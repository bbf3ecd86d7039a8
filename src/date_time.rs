/*
 * Copyright Stormpath, Inc. or its affiliates. All Rights Reserved.
 * SPDX-License-Identifier: Apache-2.0
 */

use std::time::SystemTime;
use time::format_description::FormatItem;
use time::macros::format_description;
use time::OffsetDateTime;

// SAuthc1 timestamps use the ISO-8601 basic format, second precision, UTC.
const DATE_TIME_FORMAT: &[FormatItem<'static>] =
    format_description!("[year][month][day]T[hour][minute][second]Z");
const DATE_FORMAT: &[FormatItem<'static>] = format_description!("[year][month][day]");

/// Formats a `SystemTime` as `YYYYMMDD'T'HHMMSS'Z'`.
pub(crate) fn format_date_time(time: SystemTime) -> String {
    OffsetDateTime::from(time)
        .format(DATE_TIME_FORMAT)
        .expect("timestamp format is static and well-formed")
}

/// Formats a `SystemTime` as `YYYYMMDD`.
pub(crate) fn format_date(time: SystemTime) -> String {
    OffsetDateTime::from(time)
        .format(DATE_FORMAT)
        .expect("date format is static and well-formed")
}

#[cfg(test)]
pub(crate) mod test_parsers {
    use super::DATE_TIME_FORMAT;
    use std::time::SystemTime;
    use time::PrimitiveDateTime;

    pub(crate) fn parse_date_time(date_time_str: &str) -> Result<SystemTime, time::error::Parse> {
        let date_time = PrimitiveDateTime::parse(date_time_str, DATE_TIME_FORMAT)?.assume_utc();
        Ok(date_time.into())
    }
}
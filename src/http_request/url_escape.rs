/*
 * Copyright Stormpath, Inc. or its affiliates. All Rights Reserved.
 * SPDX-License-Identifier: Apache-2.0
 */

use percent_encoding::{utf8_percent_encode, AsciiSet, NON_ALPHANUMERIC};

/// Characters escaped in canonical query strings: every byte outside the
/// RFC-3986 §2.3 unreserved set. Uppercase hex, so encoding is stable
/// regardless of how the caller originally escaped the query.
const QUERY_SET: &AsciiSet = &NON_ALPHANUMERIC
    .remove(b'-')
    .remove(b'_')
    .remove(b'.')
    .remove(b'~');

pub(crate) fn percent_encode_query(value: &str) -> String {
    utf8_percent_encode(value, QUERY_SET).to_string()
}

============================================================

- [Task directions]:
In which lines of the records does the word "AsciiSet" appear? Copy each of them.

- [Output]:
use percent_encoding::{utf8_percent_encode, AsciiSet, NON_ALPHANUMERIC};
const QUERY_SET: &AsciiSet = &NON_ALPHANUMERIC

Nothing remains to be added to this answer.